Supra- or Infra-lapsarianism? (2)

        We continue in this issue to deal with the question of supra- versus infra-lapsarianism (cf. vol. V, no. 20). The questioner, has asked concerning Westminster and Dort, "Were these synods correct in adopting the milder infra theory?" i.e., is one or the other view correct?
        It is clear from the Reformed confessions that they take the infra-lapsarian viewpoint. Thus you will find in them statements to the effect that God chose (elected) His people out a fallen race, that is, out of the human race which He had first foreseen as fallen.
        Nevertheless, we would emphasize that neither the Canons of Dort (copy available on request) or the Westminster Confession of Faith condemn supra-lapsarianism. Indeed at both assemblies there were men present who held supra-lapsarian views - Gomarus and Maccovius at Dort and Rutherford, Goodwin and Twisse at Westminster.
        Both views teach the Biblical fundamentals: (1) that predestination is double and includes both election and reprobation; (2) that it is eternal and unconditional (i.e., that God chooses and rejects without regard to personal merit, but solely according to His good pleasure - Eph. 1, Rom. 9); (3) that God eternally decreed the fall of man and the coming of sin into the world; and (4) that God decreed all things for His own glory.
        Both teach, then, that predestination is eternal and is in that sense before the actual historical event of the fall. Both also teach that in history redemption follows the fall and the coming of sin into the world. Christ's cross is the remedy for sin. The question only concerns the order of God's decrees, about which Scripture says nothing.
        That is not to say that there is no truth in either view. But insofar as there is Biblical truth in either view, there is truth in both.
        For example, Scripture teaches that Christ is first and central in God's decrees (cf. Col. 1:16-17). Supra­lapsarianism emphasizes this with its order: Christ, election in Christ, creation and the fall.
        On the other hand infra­lapsarianism emphasises the Biblical truth that election is gracious by seeing Christ even in God's decrees as the answer to and remedy for sin with its order: creation, fall, election, Christ (cf. Rev. 13:8). Note though that infra­lapsarianism does NOT say that election follows the fall in time (that would be Arminianism), but only in God's decree.

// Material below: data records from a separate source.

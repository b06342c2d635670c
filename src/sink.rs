//! Presentation sink: everything the client core asks the UI to show.
//!
//! The core never renders anything itself. Status changes and handler effects
//! are reported through [`PresentationSink`], which a UI layer implements.
//! [`ChannelSink`] is the ready-made implementation that turns every call
//! into a [`PresentationEvent`] on a bounded channel, for UIs that prefer to
//! pull events from their own loop.

use std::time::Duration;

use tokio::sync::mpsc;
use tracing::{debug, warn};

/// Connection status text reported to the user.
#[derive(Debug, Clone, Copy, PartialEq, Eq)]
pub enum ConnectionStatus {
    /// The socket opened.
    Connected,
    /// The transport reported a fault. A close usually follows.
    Error,
    /// The socket closed (a reconnect may still be scheduled).
    Disconnected,
    /// The environment cannot provide the transport. Terminal.
    Unsupported,
}

impl ConnectionStatus {
    /// User-facing status line.
    pub fn message(self) -> &'static str {
        match self {
            Self::Connected => "Connected to host.",
            Self::Error => "Uh oh, something went wrong.",
            Self::Disconnected => "Connection to host closed.",
            Self::Unsupported => "WebSockets are not supported in this environment.",
        }
    }
}

/// Screen corner a notification pops up in.
#[derive(Debug, Clone, Copy, PartialEq, Eq)]
pub enum NotificationPosition {
    TopRight,
    BottomRight,
}

/// A transient, self-dismissing notification.
#[derive(Debug, Clone, PartialEq, Eq)]
pub struct Notification {
    pub message: String,
    pub position: NotificationPosition,
    /// How long the notification stays visible.
    pub timeout: Duration,
}

/// One effect the client core asks of the UI.
#[derive(Debug, Clone, PartialEq, Eq)]
pub enum PresentationEvent {
    /// Replace the connection status line.
    ConnectionStatus(ConnectionStatus),
    /// Reveal the active hint: the noun's category and the hint text.
    ShowHint { noun_type: String, text: String },
    /// Prepend a guess to the running guess log. The log is unbounded.
    PrependGuess(String),
    Notify(Notification),
    /// Blocking-style modal alert.
    Alert(String),
    /// Persistently display the player's secret noun.
    SetCurrentNoun(String),
    /// Append a badge to the player badge list. Badges are never
    /// deduplicated or removed.
    AppendPlayerBadge(String),
    SpinnerVisible(bool),
    StartControlVisible(bool),
}

/// Receives presentation effects from the client core.
///
/// Only [`present`](PresentationSink::present) is required; the remaining
/// methods are shorthands used by the router and the session loop. Calls come
/// from the session task only, one at a time, in the order the underlying
/// events occurred.
pub trait PresentationSink: Send + 'static {
    fn present(&mut self, event: PresentationEvent);

    fn connection_status(&mut self, status: ConnectionStatus) {
        self.present(PresentationEvent::ConnectionStatus(status));
    }

    fn show_hint(&mut self, noun_type: &str, text: &str) {
        self.present(PresentationEvent::ShowHint {
            noun_type: noun_type.to_owned(),
            text: text.to_owned(),
        });
    }

    fn prepend_guess(&mut self, text: &str) {
        self.present(PresentationEvent::PrependGuess(text.to_owned()));
    }

    fn notify(&mut self, notification: Notification) {
        self.present(PresentationEvent::Notify(notification));
    }

    fn alert(&mut self, text: &str) {
        self.present(PresentationEvent::Alert(text.to_owned()));
    }

    fn set_current_noun(&mut self, text: &str) {
        self.present(PresentationEvent::SetCurrentNoun(text.to_owned()));
    }

    fn append_player_badge(&mut self, alias: &str) {
        self.present(PresentationEvent::AppendPlayerBadge(alias.to_owned()));
    }

    fn set_spinner_visible(&mut self, visible: bool) {
        self.present(PresentationEvent::SpinnerVisible(visible));
    }

    fn set_start_control_visible(&mut self, visible: bool) {
        self.present(PresentationEvent::StartControlVisible(visible));
    }
}

/// Records every call in order. Handy for tests and headless replays.
impl PresentationSink for Vec<PresentationEvent> {
    fn present(&mut self, event: PresentationEvent) {
        self.push(event);
    }
}

/// A [`PresentationSink`] that forwards events over a bounded channel.
///
/// When the receiver cannot keep up, events are dropped with a warning so the
/// session loop never blocks on the UI.
#[derive(Debug, Clone)]
pub struct ChannelSink {
    tx: mpsc::Sender<PresentationEvent>,
}

impl ChannelSink {
    /// Create a sink and the receiver its events arrive on.
    ///
    /// `capacity` is clamped to at least 1.
    pub fn new(capacity: usize) -> (Self, mpsc::Receiver<PresentationEvent>) {
        let (tx, rx) = mpsc::channel(capacity.max(1));
        (Self { tx }, rx)
    }
}

impl PresentationSink for ChannelSink {
    fn present(&mut self, event: PresentationEvent) {
        match self.tx.try_send(event) {
            Ok(()) => {}
            Err(mpsc::error::TrySendError::Full(dropped)) => {
                warn!("presentation channel full, dropping event: {dropped:?}");
            }
            Err(mpsc::error::TrySendError::Closed(_)) => {
                debug!("presentation channel closed, receiver dropped");
            }
        }
    }
}

#[cfg(test)]
#[allow(
    clippy::unwrap_used,
    clippy::expect_used,
    clippy::panic,
    clippy::todo,
    clippy::unimplemented,
    clippy::indexing_slicing
)]
mod tests {
    use super::*;

    #[test]
    fn vec_sink_records_calls_in_order() {
        let mut sink: Vec<PresentationEvent> = Vec::new();
        sink.set_start_control_visible(false);
        sink.set_spinner_visible(true);
        sink.append_player_badge("AL");
        assert_eq!(
            sink,
            vec![
                PresentationEvent::StartControlVisible(false),
                PresentationEvent::SpinnerVisible(true),
                PresentationEvent::AppendPlayerBadge("AL".into()),
            ]
        );
    }

    #[tokio::test]
    async fn channel_sink_forwards_events() {
        let (mut sink, mut rx) = ChannelSink::new(8);
        sink.connection_status(ConnectionStatus::Connected);
        sink.alert("Your noun is \"owl\"");

        assert_eq!(
            rx.recv().await.unwrap(),
            PresentationEvent::ConnectionStatus(ConnectionStatus::Connected)
        );
        assert_eq!(
            rx.recv().await.unwrap(),
            PresentationEvent::Alert("Your noun is \"owl\"".into())
        );
    }

    #[tokio::test]
    async fn channel_sink_drops_when_full() {
        let (mut sink, mut rx) = ChannelSink::new(0);
        sink.prepend_guess("first");
        sink.prepend_guess("second");

        assert_eq!(
            rx.recv().await.unwrap(),
            PresentationEvent::PrependGuess("first".into())
        );
        assert!(rx.try_recv().is_err());
    }

    #[test]
    fn channel_sink_survives_dropped_receiver() {
        let (mut sink, rx) = ChannelSink::new(4);
        drop(rx);
        sink.set_spinner_visible(false);
    }

    #[test]
    fn status_messages_are_distinct() {
        let all = [
            ConnectionStatus::Connected,
            ConnectionStatus::Error,
            ConnectionStatus::Disconnected,
            ConnectionStatus::Unsupported,
        ];
        for (i, a) in all.iter().enumerate() {
            for b in all.iter().skip(i + 1) {
                assert_ne!(a.message(), b.message());
            }
        }
    }
}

        Nevertheless, the question is too speculative and abstract. Scripture says nothing about the logical order of God's decrees and it is, therefore, a matter of little importance and ought not be a matter of strife or division or a test of orthodoxy among Christians.
        The fact is that God's decree is ONE, just as God Himself is One. It is, therefore, we believe, unnecessary to talk about order in the decrees and to try to separate and arrange them in some order.
        We should emphasize that Christ is "before all things" as supra­lapsarianism does. This is very important. But we should also emphasize that election is gracious and reprobation just, as does infra-lapsarianism. That is equally important.
        Emphasizing these two things we will not be, strictly speaking either supra- or infra-lapsarians, but will merely be keeping to those things that are revealed and leaving the secret things, the things God has not revealed, to God Himself.  Rev. Ronald Hanko



         "Men are to be taught, indeed, that the Divine benignity is free to all who seek it, without any exception; but since none begin to seek it, but those who have been inspired by heavenly grace, not even this diminutive portion ought to be taken from his praise.  This is the privilege of the elect, that being regenerated by the Spirit of God, they are led and governed by his direction.  Wherefore Augustine as justly ridicules those who arrogate to themselves any part of a good volition, as he reprehends others, who suppose that to be given promiscuously to all, which is the special evidence of gratuitous election.  "Nature," says he, "is common to all men, but not grace."  He calls it "a transparent subtlety, which shines merely with vanity, when that is extended generally to all, which God confers on whom he chooses."